Prove $a^2+b^2\ge 8$ for real roots of $x^4+ax^3+2x^2+bx+1=0$

  • MHB
  • Thread starter anemone
  • Start date
In summary, the statement that needs to be proven is $a^2+b^2\ge 8$ for real roots of $x^4+ax^3+2x^2+bx+1=0$. This inequality represents a restriction on the values of the coefficients $a$ and $b$ in the given polynomial equation, and proving it is important to understand the relationship between the coefficients and the nature of the roots. The key steps in proving this statement involve analyzing the discriminant, using the quadratic formula, and using algebraic manipulation. This statement can also be generalized to other polynomial equations with real coefficients.
  • #1
anemone
Gold Member
MHB
POTW Director
3,883
115
Here is this week's POTW:

-----

Prove that $a^2+b^2\ge 8$ if $x^4+ax^3+2x^2+bx+1=0$ has at least one real root.

-----

Remember to read the https://mathhelpboards.com/showthread.php?772-Problem-of-the-Week-%28POTW%29-Procedure-and-Guidelines to find out how to https://mathhelpboards.com/forms.php?do=form&fid=2!
 
Physics news on Phys.org
  • #2
Congratulations to Opalg for his correct solution(Cool), which you can find below:
If $x$ is a real root of $x^4 + ax^3 + 2x^2 + bx + 1 = 0$ then clearly $x$ cannot be $0$. So we can divide by $x^2$ and write the equation as $$\bigl(x+\tfrac1x\bigr)^2 = -\bigl(ax + \tfrac bx\bigr) = \bigl|ax + \tfrac bx\bigr|$$ (because the left side must be positive).
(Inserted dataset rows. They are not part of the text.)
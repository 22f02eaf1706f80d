use std::collections::{BTreeMap, HashMap};

use chrono::{Datelike, Duration, NaiveDate};
use serde::Deserialize;

use super::period::ReportPeriod;
use super::views::{
    AnalyticsReport, FacilityUsageEntry, KeyMetrics, MonthlyVolumeEntry, PeriodComparison,
    ProviderPerformanceEntry, ResponseTimeEntry,
};
use crate::dispatch::domain::Provider;
use crate::overview::average_response_hours;
use crate::requests::domain::{Request, RequestStatus};
use crate::requests::filter::Selector;

/// Facilities listed individually before the remainder is folded together.
pub const TOP_FACILITIES: usize = 4;
pub const OTHER_FACILITIES: &str = "Others";

#[derive(Debug, Clone, Default, PartialEq, Eq, Deserialize)]
#[serde(default)]
pub struct AnalyticsQuery {
    pub period: ReportPeriod,
    pub location: Selector,
}

impl AnalyticsQuery {
    pub fn new(period: ReportPeriod, location: Selector) -> Self {
        Self { period, location }
    }

    fn includes(&self, request: &Request, today: NaiveDate) -> bool {
        self.period.contains(today, request.created_on())
            && self.location.accepts(&request.location)
    }

    fn window<'r>(&self, requests: &'r [Request], today: NaiveDate) -> Vec<&'r Request> {
        requests
            .iter()
            .filter(|request| self.includes(request, today))
            .collect()
    }
}

#[derive(Debug, Default)]
struct MonthTally {
    requests: usize,
    completed: usize,
}

impl AnalyticsReport {
    pub fn build(
        requests: &[Request],
        providers: &[Provider],
        query: &AnalyticsQuery,
        today: NaiveDate,
    ) -> Self {
        let window = query.window(requests, today);
        let window_start = query.period.window_start(today);
        let key_metrics = key_metrics(&window, providers);
        let period_change = period_change(requests, providers, query, today, &key_metrics);

        Self {
            period: query.period,
            period_label: query.period.label(),
            location: query.location.to_string(),
            window_start,
            window_end: today,
            key_metrics,
            period_change,
            monthly_volume: monthly_volume(&window),
            response_time_trend: response_time_trend(&window, window_start, today),
            facility_usage: facility_usage(&window),
            provider_performance: provider_performance(&window, providers),
        }
    }
}

fn is_completed(request: &Request) -> bool {
    request.status == RequestStatus::Completed
}

fn key_metrics(window: &[&Request], providers: &[Provider]) -> KeyMetrics {
    let total_requests = window.len();
    let completed_requests = window.iter().filter(|request| is_completed(request)).count();
    let completion_rate = if total_requests == 0 {
        0.0
    } else {
        completed_requests as f32 / total_requests as f32
    };

    let engaged = providers
        .iter()
        .filter(|provider| {
            window
                .iter()
                .any(|request| request.provider == provider.name && !is_completed(request))
        })
        .count();
    let provider_utilization = if providers.is_empty() {
        0.0
    } else {
        engaged as f32 / providers.len() as f32
    };

    KeyMetrics {
        total_requests,
        completed_requests,
        completion_rate,
        avg_response_hours: average_response_hours(window.iter().copied()),
        provider_utilization,
    }
}

fn period_change(
    requests: &[Request],
    providers: &[Provider],
    query: &AnalyticsQuery,
    today: NaiveDate,
    current: &KeyMetrics,
) -> PeriodComparison {
    let previous_end = query.period.previous_window_end(today);
    let previous = key_metrics(&query.window(requests, previous_end), providers);

    let total_requests_change_pct = (previous.total_requests > 0).then(|| {
        let before = previous.total_requests as f32;
        (current.total_requests as f32 - before) * 100.0 / before
    });
    let avg_response_hours_change = current
        .avg_response_hours
        .zip(previous.avg_response_hours)
        .map(|(now, before)| now - before);

    PeriodComparison {
        previous_window_start: query.period.window_start(previous_end),
        previous_window_end: previous_end,
        previous_total_requests: previous.total_requests,
        total_requests_change_pct,
        completion_rate_change_pts: (current.completion_rate - previous.completion_rate) * 100.0,
        avg_response_hours_change,
    }
}

fn monthly_volume(window: &[&Request]) -> Vec<MonthlyVolumeEntry> {
    let mut months: BTreeMap<String, MonthTally> = BTreeMap::new();
    for request in window {
        let tally = months
            .entry(request.created.format("%Y-%m").to_string())
            .or_default();
        tally.requests += 1;
        if is_completed(request) {
            tally.completed += 1;
        }
    }

    months
        .into_iter()
        .map(|(month, tally)| MonthlyVolumeEntry {
            month,
            requests: tally.requests,
            completed: tally.completed,
        })
        .collect()
}

/// Monday of the ISO week holding `day`.
fn week_start(day: NaiveDate) -> NaiveDate {
    let offset = Duration::days(i64::from(day.weekday().num_days_from_monday()));
    day.checked_sub_signed(offset).unwrap_or(NaiveDate::MIN)
}

/// One entry per ISO week touching the window, empty weeks included.
fn response_time_trend(
    window: &[&Request],
    start: NaiveDate,
    end: NaiveDate,
) -> Vec<ResponseTimeEntry> {
    let mut weeks: BTreeMap<NaiveDate, Vec<&Request>> = BTreeMap::new();
    let mut monday = week_start(start);
    while monday <= end {
        weeks.insert(monday, Vec::new());
        match monday.checked_add_signed(Duration::days(7)) {
            Some(next) => monday = next,
            None => break,
        }
    }
    for request in window.iter().copied() {
        weeks
            .entry(week_start(request.created_on()))
            .or_default()
            .push(request);
    }

    weeks
        .into_iter()
        .map(|(monday, created)| ResponseTimeEntry {
            week: monday.format("%G-W%V").to_string(),
            week_start: monday,
            requests: created.len(),
            avg_response_hours: average_response_hours(created.iter().copied()),
        })
        .collect()
}

fn facility_usage(window: &[&Request]) -> Vec<FacilityUsageEntry> {
    let mut counts: HashMap<&str, usize> = HashMap::new();
    for request in window {
        *counts.entry(request.facility.as_str()).or_default() += 1;
    }

    let mut ranked: Vec<(&str, usize)> = counts.into_iter().collect();
    ranked.sort_by(|a, b| b.1.cmp(&a.1).then_with(|| a.0.cmp(&b.0)));

    let total = window.len();
    let share = |requests: usize| requests as f32 * 100.0 / total as f32;

    let mut entries: Vec<FacilityUsageEntry> = ranked
        .iter()
        .take(TOP_FACILITIES)
        .map(|(facility, requests)| FacilityUsageEntry {
            facility: (*facility).to_string(),
            requests: *requests,
            share_pct: share(*requests),
        })
        .collect();

    let others: usize = ranked.iter().skip(TOP_FACILITIES).map(|(_, count)| count).sum();
    if others > 0 {
        entries.push(FacilityUsageEntry {
            facility: OTHER_FACILITIES.to_string(),
            requests: others,
            share_pct: share(others),
        });
    }

    entries
}

fn provider_performance(
    window: &[&Request],
    providers: &[Provider],
) -> Vec<ProviderPerformanceEntry> {
    let mut entries: Vec<ProviderPerformanceEntry> = providers
        .iter()
        .map(|provider| {
            let handled: Vec<&Request> = window
                .iter()
                .copied()
                .filter(|request| request.provider == provider.name)
                .collect();
            let completed_requests = handled
                .iter()
                .filter(|request| is_completed(request))
                .count();

            ProviderPerformanceEntry {
                provider: provider.name.clone(),
                specialty: provider.specialty.clone(),
                completed_requests,
                open_requests: handled.len() - completed_requests,
                avg_response_hours: average_response_hours(handled.iter().copied()),
            }
        })
        .collect();

    entries.sort_by(|a, b| {
        b.completed_requests
            .cmp(&a.completed_requests)
            .then_with(|| a.provider.cmp(&b.provider))
    });
    entries
}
By the Cauchy–Schwarz inequality, $$\bigl|ax + \tfrac bx\bigr| \leqslant \sqrt{a^2+b^2}\sqrt{x^2 + \tfrac1{x^2}} = \sqrt{a^2+b^2}\sqrt{\bigl(x+\tfrac1x\bigr)^2 - 2}.$$ Let $y = x+\frac1x$. Then it follows that $y^2 \leqslant \sqrt{a^2+b^2}\sqrt{y^2 - 2}.$

On the other hand, $0\leqslant (y^2-4)^2 = y^4 - 8y^2 + 16$, so that $y^4 \geqslant 8y^2-16$, and therefore $y^2 \geqslant \sqrt{8(y^2-2)}$.
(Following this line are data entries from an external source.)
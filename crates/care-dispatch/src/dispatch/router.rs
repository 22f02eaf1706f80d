use std::sync::Arc;

use axum::{
    extract::{Path, State},
    http::StatusCode,
    response::{IntoResponse, Response},
    routing::{get, post, put},
    Router,
};
use serde::Deserialize;
use serde_json::json;

use super::domain::{ProviderId, ReassignmentSelection};
use super::repository::ProviderRepository;
use super::service::{DispatchDesk, DispatchError};
use super::settings::DispatchSettings;
use crate::notify::Notifier;
use crate::requests::repository::{RepositoryError, RequestRepository};

type SharedDesk<R, P, N> = Arc<DispatchDesk<R, P, N>>;

/// Router builder exposing the manual control panel over HTTP.
pub fn dispatch_router<R, P, N>(desk: SharedDesk<R, P, N>) -> Router
where
    R: RequestRepository + 'static,
    P: ProviderRepository + 'static,
    N: Notifier + 'static,
{
    Router::new()
        .route("/api/v1/dispatch/pending", get(pending_handler::<R, P, N>))
        .route(
            "/api/v1/dispatch/providers",
            get(providers_handler::<R, P, N>),
        )
        .route(
            "/api/v1/dispatch/providers/:provider_id/availability",
            put(availability_handler::<R, P, N>),
        )
        .route(
            "/api/v1/dispatch/reassign",
            post(reassign_handler::<R, P, N>),
        )
        .route(
            "/api/v1/dispatch/auto-matching",
            put(auto_matching_handler::<R, P, N>),
        )
        .route(
            "/api/v1/dispatch/settings",
            get(settings_handler::<R, P, N>).put(save_settings_handler::<R, P, N>),
        )
        .with_state(desk)
}

#[derive(Debug, Deserialize)]
pub(crate) struct AvailabilityUpdate {
    pub(crate) available: bool,
}

#[derive(Debug, Deserialize)]
pub(crate) struct AutoMatchingUpdate {
    pub(crate) enabled: bool,
}

pub(crate) async fn pending_handler<R, P, N>(State(desk): State<SharedDesk<R, P, N>>) -> Response
where
    R: RequestRepository + 'static,
    P: ProviderRepository + 'static,
    N: Notifier + 'static,
{
    match desk.pending_requests() {
        Ok(requests) => {
            let payload = json!({ "total": requests.len(), "requests": requests });
            (StatusCode::OK, axum::Json(payload)).into_response()
        }
        Err(err) => error_response(err),
    }
}

pub(crate) async fn providers_handler<R, P, N>(
    State(desk): State<SharedDesk<R, P, N>>,
) -> Response
where
    R: RequestRepository + 'static,
    P: ProviderRepository + 'static,
    N: Notifier + 'static,
{
    match desk.providers() {
        Ok(providers) => (StatusCode::OK, axum::Json(providers)).into_response(),
        Err(err) => error_response(err),
    }
}

pub(crate) async fn reassign_handler<R, P, N>(
    State(desk): State<SharedDesk<R, P, N>>,
    axum::Json(selection): axum::Json<ReassignmentSelection>,
) -> Response
where
    R: RequestRepository + 'static,
    P: ProviderRepository + 'static,
    N: Notifier + 'static,
{
    match desk.reassign(selection) {
        Ok(assignment) => (StatusCode::ACCEPTED, axum::Json(assignment)).into_response(),
        Err(err) => error_response(err),
    }
}

pub(crate) async fn availability_handler<R, P, N>(
    State(desk): State<SharedDesk<R, P, N>>,
    Path(provider_id): Path<String>,
    axum::Json(update): axum::Json<AvailabilityUpdate>,
) -> Response
where
    R: RequestRepository + 'static,
    P: ProviderRepository + 'static,
    N: Notifier + 'static,
{
    let id = ProviderId(provider_id);
    match desk.set_provider_availability(&id, update.available) {
        Ok(provider) => (StatusCode::OK, axum::Json(provider)).into_response(),
        Err(err) => error_response(err),
    }
}

pub(crate) async fn auto_matching_handler<R, P, N>(
    State(desk): State<SharedDesk<R, P, N>>,
    axum::Json(update): axum::Json<AutoMatchingUpdate>,
) -> Response
where
    R: RequestRepository + 'static,
    P: ProviderRepository + 'static,
    N: Notifier + 'static,
{
    match desk.set_auto_matching(update.enabled) {
        Ok(settings) => (StatusCode::OK, axum::Json(settings)).into_response(),
        Err(err) => error_response(err),
    }
}

pub(crate) async fn settings_handler<R, P, N>(State(desk): State<SharedDesk<R, P, N>>) -> Response
where
    R: RequestRepository + 'static,
    P: ProviderRepository + 'static,
    N: Notifier + 'static,
{
    (StatusCode::OK, axum::Json(desk.settings())).into_response()
}

pub(crate) async fn save_settings_handler<R, P, N>(
    State(desk): State<SharedDesk<R, P, N>>,
    axum::Json(settings): axum::Json<DispatchSettings>,
) -> Response
where
    R: RequestRepository + 'static,
    P: ProviderRepository + 'static,
    N: Notifier + 'static,
{
    match desk.save_settings(settings) {
        Ok(settings) => (StatusCode::OK, axum::Json(settings)).into_response(),
        Err(err) => error_response(err),
    }
}

fn error_response(err: DispatchError) -> Response {
    let status = match &err {
        DispatchError::SelectionRequired
        | DispatchError::RequestClosed(_)
        | DispatchError::ProviderUnavailable { .. }
        | DispatchError::InvalidSettings(_) => StatusCode::UNPROCESSABLE_ENTITY,
        DispatchError::UnknownRequest(_)
        | DispatchError::UnknownProvider(_)
        | DispatchError::Repository(RepositoryError::NotFound) => StatusCode::NOT_FOUND,
        DispatchError::Repository(_) => StatusCode::INTERNAL_SERVER_ERROR,
    };

    let payload = json!({
        "error": err.to_string(),
    });
    (status, axum::Json(payload)).into_response()
}
use crate::config::TelemetryConfig;
use std::fmt;
use tracing_subscriber::filter::ParseError;
use tracing_subscriber::EnvFilter;

#[derive(Debug)]
pub enum TelemetryError {
    EnvFilter { value: String, source: ParseError },
    Subscriber(Box<dyn std::error::Error + Send + Sync>),
}

impl fmt::Display for TelemetryError {
    fn fmt(&self, f: &mut fmt::Formatter<'_>) -> fmt::Result {
        match self {
            TelemetryError::EnvFilter { value, .. } => {
                write!(f, "log filter '{}' could not be parsed", value)
            }
            TelemetryError::Subscriber(err) => write!(f, "subscriber already installed: {err}"),
        }
    }
}

impl std::error::Error for TelemetryError {
    fn source(&self) -> Option<&(dyn std::error::Error + 'static)> {
        match self {
            TelemetryError::EnvFilter { source, .. } => Some(source),
            TelemetryError::Subscriber(err) => Some(&**err),
        }
    }
}

/// Builds the dispatch log filter. `RUST_LOG` wins over the configured level.
pub fn env_filter(config: &TelemetryConfig) -> Result<EnvFilter, TelemetryError> {
    match EnvFilter::try_from_default_env() {
        Ok(filter) => Ok(filter),
        Err(_) => EnvFilter::try_new(&config.log_level).map_err(|source| {
            TelemetryError::EnvFilter {
                value: config.log_level.clone(),
                source,
            }
        }),
    }
}

/// Installs the global compact subscriber used by the API binary and CLI.
pub fn init(config: &TelemetryConfig) -> Result<(), TelemetryError> {
    tracing_subscriber::fmt()
        .with_env_filter(env_filter(config)?)
        .with_target(false)
        .compact()
        .with_ansi(false)
        .try_init()
        .map_err(TelemetryError::Subscriber)
}

#[cfg(test)]
mod tests {
    use super::*;

    #[test]
    fn rejects_unparseable_level() {
        if std::env::var("RUST_LOG").is_ok() {
            return;
        }
        let config = TelemetryConfig {
            log_level: "care_dispatch=verbose".to_string(),
        };
        match env_filter(&config) {
            Err(TelemetryError::EnvFilter { value, .. }) => {
                assert_eq!(value, "care_dispatch=verbose")
            }
            other => panic!("expected filter error, got {other:?}"),
        }
    }

    #[test]
    fn accepts_directive_lists() {
        let config = TelemetryConfig {
            log_level: "info,care_dispatch=debug".to_string(),
        };
        assert!(env_filter(&config).is_ok());
    }
}
//! Reporting view: key metrics with their change against the previous window,
//! monthly volume, weekly response times, facility usage and provider
//! performance over a look-back window.

pub mod period;
mod report;
pub mod views;

pub use period::ReportPeriod;
pub use report::{AnalyticsQuery, OTHER_FACILITIES, TOP_FACILITIES};
pub use views::{
    AnalyticsReport, FacilityUsageEntry, KeyMetrics, MonthlyVolumeEntry, PeriodComparison,
    ProviderPerformanceEntry, ResponseTimeEntry,
};
mod cli;
mod commands;
mod infra;
mod routes;
mod server;

use care_dispatch::error::AppError;

pub async fn run() -> Result<(), AppError> {
    cli::run().await
}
Thus $\sqrt{a^2+b^2}\sqrt{y^2 - 2} \geqslant y^2 \geqslant \sqrt{8(y^2-2)}$. But $y^2 = \bigl(x+\tfrac1x\bigr)^2$, which has minimum value $4$, so that $\sqrt{y^2 - 2}$ is not zero and we can divide by it, to get $\sqrt{a^2+b^2} \geqslant \sqrt8$ and hence $a^2+b^2 \geqslant 8.$

Alternative solution from other:
Multiply though by 4 to obtain $4x^4+4ax^3+8x^2+4bx+4=0$.

Now, note that this can be rewritten
$x^2(2x+a)^2+(bx+2)^2+(8−a^2−b^2)x^2=0$

If we have $a^2+b^2<8$ then every term is non-negative, and they can't all be zero together (the last term would require $x=0$, but then $(bx+2)^2>0$).
 

FAQ: Prove $a^2+b^2\ge 8$ for real roots of $x^4+ax^3+2x^2+bx+1=0$

What does it mean for a polynomial to have "real roots"?

Having "real roots" means that the solutions to the polynomial equation are real numbers. In other words, the graph of the polynomial will intersect the x-axis at points where the x-coordinate is a real number.

How do you prove that $a^2+b^2\ge 8$ for real roots of $x^4+ax^3+2x^2+bx+1=0$?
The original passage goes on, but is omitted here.